Fennel Gratin with Nuts
Nutritional values
(Percentage of daily recommendation)
Calorie | 290 cal. | (14 %) | ||
Protein | 12 g | (12 %) | ||
Fat | 19 g | (16 %) | ||
Carbohydrates | 17 g | (11 %) | ||
Sugar added | 0 g | (0 %) | ||
Roughage | 7.5 g | (25 %) |
Vitamin A | 0.2 mg | (25 %) | ||
Vitamin D | 0.1 μg | (1 %) | ||
Vitamin E | 5.4 mg | (45 %) | ||
Vitamin B₁ | 0.2 mg | (20 %) | ||
Vitamin B₂ | 0.4 mg | (36 %) | ||
Niacin | 4.6 mg | (38 %) | ||
Vitamin B₆ | 0.4 mg | (29 %) | ||
Folate | 152 μg | (51 %) | ||
Pantothenic acid | 0.6 mg | (10 %) | ||
Biotin | 7.9 μg | (18 %) | ||
Vitamin B₁₂ | 0.3 μg | (10 %) | ||
Vitamin C | 50 mg | (53 %) | ||
Potassium | 1,505 mg | (38 %) | ||
Calcium | 269 mg | (27 %) | ||
Magnesium | 81 mg | (27 %) | ||
Iron | 1.5 mg | (10 %) | ||
Iodine | 11 μg | (6 %) | ||
Zinc | 2.3 mg | (29 %) | ||
Saturated fatty acids | 4.4 g | |||
Uric acid | 18 mg | |||
Cholesterol | 10 mg |
Ingredients
- Ingredients
- 4 Fennel bulb
- salt
- 2 garlic cloves
- 1 shallot
- 2 Tbsps olive oil
- 800 grams diced Tomatoes (canned)
- peppers
- 1 tsp fennel seeds
- 1 tsp dried oregano
- 50 grams Walnut
- 1 pc Parmesan (50 grams)
- 4 Tbsps lemon juice
Preparation steps
Rinse and dry fennel, cut off green parts and set aside. Halve bulbs and blanch for about 5 minutes in boiling salted water. Drain, rinse with cold water and drain again.

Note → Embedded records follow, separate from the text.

impl DepartmentRepository for InMemoryStore {
    fn insert_department(&mut self, department: Department) -> Result<Department, RepositoryError> {
        let mut state = self.write()?;
        let id = next(&mut state.sequences.department);
        let department = department.with_id(DepartmentId::new(id));
        state.departments.insert(id, department.clone());
        Ok(department)
    }

    fn update_department(&mut self, department: &Department) -> Result<(), RepositoryError> {
        let id = identity(EntityKind::Department, department.id().map(DepartmentId::get))?;
        replace(&mut self.write()?.departments, EntityKind::Department, id, department)
    }

    fn find_department(&self, id: DepartmentId) -> Result<Option<Department>, RepositoryError> {
        Ok(self.read()?.departments.get(&id.get()).cloned())
    }

    fn list_departments(&self) -> Result<Vec<Department>, RepositoryError> {
        Ok(self.read()?.departments.values().cloned().collect())
    }
}

impl EmployeeRepository for InMemoryStore {
    fn insert_employee(&mut self, employee: Employee) -> Result<Employee, RepositoryError> {
        let mut state = self.write()?;
        let id = next(&mut state.sequences.employee);
        let employee = employee.with_id(EmployeeId::new(id));
        state.employees.insert(id, employee.clone());
        Ok(employee)
    }

    fn update_employee(&mut self, employee: &Employee) -> Result<(), RepositoryError> {
        let id = identity(EntityKind::Employee, employee.id().map(EmployeeId::get))?;
        replace(&mut self.write()?.employees, EntityKind::Employee, id, employee)
    }

    fn delete_employee(&mut self, id: EmployeeId) -> Result<(), RepositoryError> {
        remove(&mut self.write()?.employees, EntityKind::Employee, id.get())
    }

    fn find_employee(&self, id: EmployeeId) -> Result<Option<Employee>, RepositoryError> {
        Ok(self.read()?.employees.get(&id.get()).cloned())
    }

    fn employees_in_department(
        &self,
        department_id: DepartmentId,
    ) -> Result<Vec<Employee>, RepositoryError> {
        Ok(self
            .read()?
            .employees
            .values()
            .filter(|e| e.department_id() == department_id)
            .cloned()
            .collect())
    }
}
//! Account Service
//!
//! Accounts are the login identities. Passwords are hashed before anything
//! is stored and never leave this module in clear text. An account is bound
//! to at most one employee and each employee has at most one account.

use tracing::{debug, info, warn};

use assetdesk_domain::error::{
    EntityKind, InventoryError, RelationshipPreconditionError, Result,
};
use assetdesk_domain::model::account::Account;
use assetdesk_domain::model::ids::{AccountId, EmployeeId};
use assetdesk_domain::repository::UnitOfWork;
use assetdesk_domain::service::admin_policy::AdminPolicy;
use assetdesk_domain::validation;

use super::found;
use crate::auth::password::{
    hash_password, prepare_dummy_hash, validate_password_strength, verify_against_dummy,
    verify_password,
};
use crate::auth::session::Session;
use crate::config::InventoryConfig;

pub struct AccountService<S> {
    store: S,
    policy: AdminPolicy,
    min_password_length: usize,
}

impl<S: UnitOfWork> AccountService<S> {
    pub fn new(store: S, config: &InventoryConfig) -> Self {
        prepare_dummy_hash();
        Self {
            store,
            policy: config.admin_policy(),
            min_password_length: config.min_password_length,
        }
    }

    /// Register a new, unbound, non-admin account
    pub fn add(&mut self, email: &str, password: &str) -> Result<Account> {
        let email = validation::email(email)?;
        validate_password_strength(password, self.min_password_length)?;
        let account = Account::new(&email, hash_password(password)?)?;

        let stored = self.store.transaction(|tx| -> Result<Account> {
            if tx.find_account_by_email(account.email())?.is_some() {
                return Err(InventoryError::duplicate(EntityKind::Account, account.email()));
            }
            Ok(tx.insert_account(account)?)
        })?;
        info!(account_id = ?stored.id(), "account added");
        Ok(stored)
    }

    pub fn get_by_id(&self, id: AccountId) -> Result<Account> {
        found(self.store.find_account(id)?, EntityKind::Account, id.get())
    }

    pub fn get_all(&self) -> Result<Vec<Account>> {
        Ok(self.store.list_accounts()?)
    }

    /// Change the login email of an account
    pub fn update(&mut self, id: AccountId, email: &str) -> Result<Account> {
        let email = validation::email(email)?;
        self.store.transaction(|tx| -> Result<Account> {
            let mut account = found(tx.find_account(id)?, EntityKind::Account, id.get())?;
            if let Some(other) = tx.find_account_by_email(&email)? {
                if other.id() != Some(id) {
                    return Err(InventoryError::duplicate(EntityKind::Account, email.as_str()));
                }
            }
            account.set_email(&email)?;
            tx.update_account(&account)?;
            info!(account_id = %id, "account email changed");
            Ok(account)
        })
    }

    pub fn delete(&mut self, id: AccountId) -> Result<()> {
        self.store.transaction(|tx| -> Result<()> {
            found(tx.find_account(id)?, EntityKind::Account, id.get())?;
            tx.delete_account(id)?;
            Ok(())
        })?;
        info!(account_id = %id, "account deleted");
        Ok(())
    }

    /// Look up an account by email and check its password
    ///
    /// Unknown email and wrong password fail the same way.
    pub fn authenticate(&self, email: &str, password: &str) -> Result<Account> {
        let account = self.store.find_account_by_email(email.trim())?;
        match account {
            Some(account) if verify_password(password, account.password_hash()) => {
                debug!(account_id = ?account.id(), "authenticated");
                Ok(account)
            }
            Some(account) => {
                warn!(account_id = ?account.id(), "authentication failed");
                Err(InventoryError::AuthenticationFailed)
            }
            None => {
                verify_against_dummy(password);
                warn!("authentication failed for unknown email");
                Err(InventoryError::AuthenticationFailed)
            }
        }
    }

    /// Authenticate and make the account the session's current account
    pub fn login(&self, session: &mut Session, email: &str, password: &str) -> Result<Account> {
        let account = self.authenticate(email, password)?;
        session.sign_in(account.clone());
        info!(account_id = ?account.id(), admin = account.is_admin(), "signed in");
        Ok(account)
    }

    /// Replace the password after checking the current one
    pub fn change_password(&mut self, id: AccountId, current: &str, new: &str) -> Result<()> {
        validate_password_strength(new, self.min_password_length)?;
        let mut account = self.get_by_id(id)?;
        if !verify_password(current, account.password_hash()) {
            warn!(account_id = %id, "password change with wrong current password");
            return Err(InventoryError::AuthenticationFailed);
        }
        account.set_password_hash(hash_password(new)?);

        self.store
            .transaction(|tx| -> Result<()> { Ok(tx.update_account(&account)?) })?;
        info!(account_id = %id, "password changed");
        Ok(())
    }

    /// Bind an account to the employee it belongs to
    pub fn bind_employee(&mut self, id: AccountId, employee_id: EmployeeId) -> Result<Account> {
        let policy = self.policy;
        self.store.transaction(|tx| -> Result<Account> {
            let mut account = found(tx.find_account(id)?, EntityKind::Account, id.get())?;
            let employee = tx
                .find_employee(employee_id)?
                .ok_or(RelationshipPreconditionError::MissingEmployee(employee_id))?;

            if let Some(other) = tx.find_account_by_employee(employee_id)? {
                if other.id() != Some(id) {
                    return Err(InventoryError::duplicate(
                        EntityKind::Account,
                        format!("account for employee {}", employee_id),
                    ));
                }
            }
            if account.is_admin() && !policy.is_eligible(&employee) {
                return Err(RelationshipPreconditionError::NotInAdminDepartment {
                    employee: employee_id,
                }
                .into());
            }

            account.bind_employee(employee_id);
            tx.update_account(&account)?;
            info!(account_id = %id, employee_id = %employee_id, "account bound to employee");
            Ok(account)
        })
    }

    /// Grant administrator rights to an account
    ///
    /// The account must be bound to an employee of the admin department.
    /// A signed-in session holding the account sees the change.
    pub fn promote_to_admin(
        &mut self,
        id: AccountId,
        session: Option<&mut Session>,
    ) -> Result<Account> {
        let policy = self.policy;
        let account = self.store.transaction(|tx| -> Result<Account> {
            let mut account = found(tx.find_account(id)?, EntityKind::Account, id.get())?;
            let employee = match account.employee_id() {
                Some(employee_id) => tx.find_employee(employee_id)?,
                None => None,
            };

            if let Err(err) = policy.promote(&mut account, employee.as_ref()) {
                warn!(account_id = %id, error = %err, "promotion rejected");
                return Err(err.into());
            }
            tx.update_account(&account)?;
            Ok(account)
        })?;

        if let Some(session) = session {
            session.refresh(&account);
        }
        info!(account_id = %id, "account promoted to admin");
        Ok(account)
    }

    /// Drop the signed-in account if it was deleted underneath the session
    pub fn validate_session(&self, session: &mut Session) -> Result<()> {
        let Some(id) = session.current().and_then(Account::id) else {
            return Ok(());
        };
        match self.store.find_account(id)? {
            Some(account) => session.refresh(&account),
            None => {
                debug!(account_id = %id, "session account no longer exists");
                session.logout();
            }
        }
        Ok(())
    }
}

#[cfg(test)]
mod tests {
    use super::*;
    use assetdesk_adapter::InMemoryStore;

    fn service() -> AccountService<InMemoryStore> {
        AccountService::new(InMemoryStore::new(), &InventoryConfig::default())
    }

    #[test]
    fn test_add_hashes_password() {
        let mut service = service();

        let account = service.add("ada@example.com", "correct horse").unwrap();

        assert!(!account.is_admin());
        assert!(account.employee_id().is_none());
        assert_ne!(account.password_hash().as_str(), "correct horse");
    }

    #[test]
    fn test_duplicate_email_rejected() {
        let mut service = service();
        service.add("ada@example.com", "correct horse").unwrap();

        let err = service.add(" ada@example.com ", "another pass").unwrap_err();

        assert!(matches!(
            err,
            InventoryError::Duplicate {
                entity: EntityKind::Account,
                ..
            }
        ));
        assert_eq!(service.get_all().unwrap().len(), 1);
    }

    #[test]
    fn test_dummy_hash_ready_before_first_login() {
        let _service = service();
        assert!(crate::auth::password::dummy_hash_ready());
    }

    #[test]
    fn test_update_email() {
        let mut service = service();
        let id = service
            .add("ada@example.com", "correct horse")
            .unwrap()
            .id()
            .unwrap();

        let updated = service.update(id, " ada.l@example.com ").unwrap();

        assert_eq!(updated.email(), "ada.l@example.com");
        assert!(service
            .authenticate("ada.l@example.com", "correct horse")
            .is_ok());
    }

    #[test]
    fn test_update_to_taken_email_rejected() {
        let mut service = service();
        let ada = service
            .add("ada@example.com", "correct horse")
            .unwrap()
            .id()
            .unwrap();
        service.add("bob@example.com", "correct horse").unwrap();

        let err = service.update(ada, "bob@example.com").unwrap_err();

        assert!(matches!(
            err,
            InventoryError::Duplicate {
                entity: EntityKind::Account,
                ..
            }
        ));
        assert_eq!(service.get_by_id(ada).unwrap().email(), "ada@example.com");
        // Keeping its own email is not a conflict
        assert!(service.update(ada, "ada@example.com").is_ok());
    }

    #[test]
    fn test_update_unknown_account_is_not_found() {
        let mut service = service();
        assert!(matches!(
            service.update(AccountId::new(99), "ada@example.com"),
            Err(InventoryError::NotFound {
                entity: EntityKind::Account,
                id: 99
            })
        ));
    }

    #[test]
    fn test_short_password_rejected() {
        let mut service = service();
        let err = service.add("ada@example.com", "short").unwrap_err();
        assert!(matches!(err, InventoryError::Validation(e) if e.field == "password"));
    }

    #[test]
    fn test_authenticate() {
        let mut service = service();
        service.add("ada@example.com", "correct horse").unwrap();

        assert!(service.authenticate("ada@example.com", "correct horse").is_ok());
        assert!(matches!(
            service.authenticate("ada@example.com", "wrong horse"),
            Err(InventoryError::AuthenticationFailed)
        ));
        assert!(matches!(
            service.authenticate("bob@example.com", "correct horse"),
            Err(InventoryError::AuthenticationFailed)
        ));
    }

    #[test]
    fn test_change_password() {
        let mut service = service();
        let id = service
            .add("ada@example.com", "correct horse")
            .unwrap()
            .id()
            .unwrap();

        assert!(service.change_password(id, "wrong horse", "battery staple").is_err());
        service
            .change_password(id, "correct horse", "battery staple")
            .unwrap();

        assert!(service.authenticate("ada@example.com", "correct horse").is_err());
        assert!(service.authenticate("ada@example.com", "battery staple").is_ok());
    }

    #[test]
    fn test_promote_unbound_account_fails() {
        let mut service = service();
        let id = service
            .add("ada@example.com", "correct horse")
            .unwrap()
            .id()
            .unwrap();

        let err = service.promote_to_admin(id, None).unwrap_err();

        assert!(matches!(
            err,
            InventoryError::Precondition(
                RelationshipPreconditionError::AccountWithoutEmployee { .. }
            )
        ));
        assert!(!service.get_by_id(id).unwrap().is_admin());
    }

    #[test]
    fn test_login_and_logout() {
        let mut service = service();
        service.add("ada@example.com", "correct horse").unwrap();
        let mut session = Session::new();

        assert!(service
            .login(&mut session, "ada@example.com", "nope nope")
            .is_err());
        assert!(!session.is_authenticated());

        service
            .login(&mut session, "ada@example.com", "correct horse")
            .unwrap();
        assert!(session.is_authenticated());
        assert!(!session.is_admin());

        session.logout();
        assert!(session.current().is_none());
    }

    #[test]
    fn test_deleted_account_ends_session() {
        let mut service = service();
        let id = service
            .add("ada@example.com", "correct horse")
            .unwrap()
            .id()
            .unwrap();
        let mut session = Session::new();
        service
            .login(&mut session, "ada@example.com", "correct horse")
            .unwrap();

        service.delete(id).unwrap();
        service.validate_session(&mut session).unwrap();

        assert!(!session.is_authenticated());
    }
}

Peel garlic and shallot and chop finely. Heat olive oil in a pan and saute garlic and shallot until soft. Add tomatoes, season with salt, pepper, fennel seeds and oregano and simmer for 15-20 minutes on medium heat.
Toast nuts in a dry pan until fragrant. Remove from pan and chop coarsely. Grate Parmesan and mix with nuts.
Place tomato sauce into 4 small ramekins, put 2 halved fennel bulbs into each ramekin, cut side up, and sprinkle with lemon juice. Top with walnut mixture.
Bake in preheated oven at 200°C (fan oven 180°C; gas mark 3) (approximately 400°F) for about 20-25 minutes or until golden brown.
Chop green parts of fennel finely. Remove gratin from oven and sprinkle with chopped fennel leaves. Serve.